LinkedIn is also turning July 4 into an extra-long holiday break. All told, the company is going from 15 days of accrued vacation and 13 paid holidays to the "discretionary time off" model (DTO) and 17 paid holidays, effective November 1, the company tells us.
The "unlimited" vacation model is not an original idea, as LinkedIn admits.This has been a thing in the tech-startup world for years. We do the same thing at Business Insider.
But it is unusual for a company the size of LinkedIn to make such a change. LinkedIn has over 8,700 full-time employees in 30 offices worldwide, it says.

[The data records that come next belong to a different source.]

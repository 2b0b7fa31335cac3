//! In-memory store for the package table. Plain CRUD, no view transforms:
//! the catalog is small enough to show in full.

use contracts::domain::common::EntityMetadata;
use contracts::domain::package::{PackageDraft, TourPackage};

#[derive(Debug, Clone)]
pub struct PackageStore {
    records: Vec<TourPackage>,
    next_seq: usize,
}

impl PackageStore {
    pub fn new(records: Vec<TourPackage>) -> Self {
        let next_seq = records.len();
        Self { records, next_seq }
    }

    pub fn records(&self) -> &[TourPackage] {
        &self.records
    }

    pub fn get(&self, id: &str) -> Option<&TourPackage> {
        self.records.iter().find(|r| r.id == id)
    }

    pub fn add(&mut self, draft: PackageDraft) -> String {
        self.next_seq += 1;
        let id = format!("PKG-{:03}", self.next_seq);
        self.records.push(draft.into_package(id.clone()));
        id
    }

    pub fn apply_edit(&mut self, id: &str, draft: &PackageDraft) -> bool {
        match self.records.iter_mut().find(|r| r.id == id) {
            Some(record) => {
                record.apply(draft);
                true
            }
            None => false,
        }
    }

    pub fn delete(&mut self, id: &str) -> bool {
        let before = self.records.len();
        self.records.retain(|r| r.id != id);
        self.records.len() != before
    }
}

pub fn seed_packages() -> Vec<TourPackage> {
    let catalog: [(&str, &str, u32, f64, u32); 6] = [
        ("Premium Umrah Package", "Makkah & Madinah", 21, 2400.0, 40),
        ("Economy Umrah Package", "Makkah & Madinah", 14, 1200.0, 60),
        ("Family Umrah Package", "Makkah & Madinah", 18, 1900.0, 35),
        ("Ramadan Special Package", "Makkah & Madinah", 30, 3200.0, 50),
        ("Deluxe Umrah Package", "Makkah, Madinah & Jeddah", 25, 2850.0, 25),
        ("Group Umrah Package", "Makkah & Madinah", 15, 1550.0, 80),
    ];

    catalog
        .into_iter()
        .enumerate()
        .map(|(i, (name, destination, duration_days, price, seats))| TourPackage {
            id: format!("PKG-{:03}", i + 1),
            name: name.to_string(),
            destination: destination.to_string(),
            duration_days,
            price,
            seats,
            metadata: EntityMetadata::new(),
        })
        .collect()
}

#[cfg(test)]
mod tests {
    use super::*;

    #[test]
    fn test_add_and_delete() {
        let mut store = PackageStore::new(seed_packages());
        assert_eq!(store.records().len(), 6);

        let draft = PackageDraft {
            name: "Winter Umrah Package".to_string(),
            destination: "Makkah & Madinah".to_string(),
            duration_days: "12".to_string(),
            price: "1400".to_string(),
            seats: "30".to_string(),
        };
        let id = store.add(draft.clone());
        assert_eq!(id, "PKG-007");
        assert!(store.get(&id).is_some());

        assert!(store.delete(&id));
        assert!(store.get(&id).is_none());

        // Identifiers are not reused after deletion.
        assert_eq!(store.add(draft), "PKG-008");
    }

    #[test]
    fn test_apply_edit() {
        let mut store = PackageStore::new(seed_packages());
        let mut draft = PackageDraft::from_package(store.get("PKG-001").unwrap());
        draft.price = "2550".to_string();
        assert!(store.apply_edit("PKG-001", &draft));
        assert_eq!(store.get("PKG-001").unwrap().price, 2550.0);
        assert!(!store.apply_edit("PKG-999", &draft));
    }
}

According to a study by the WorldatWork Organization published last year, only about 2% of companies offer this kind of alternative-vacation model. Most either offer the traditional model of tracking vacation, sick time, and other time off, or the "personal time off" (PTO) model where time off is one big chunk.
(Excerpt) Read more at businessinsider.com ...
What if a LinkedIn employee became an ex-employee, but never notified LinkedIn? How long would his (paid) vacation last before someone in HR looked at paycheck stub after paycheck stub. Seems like a great way to double up the income over the short term, for something like, I dunno, 3 months?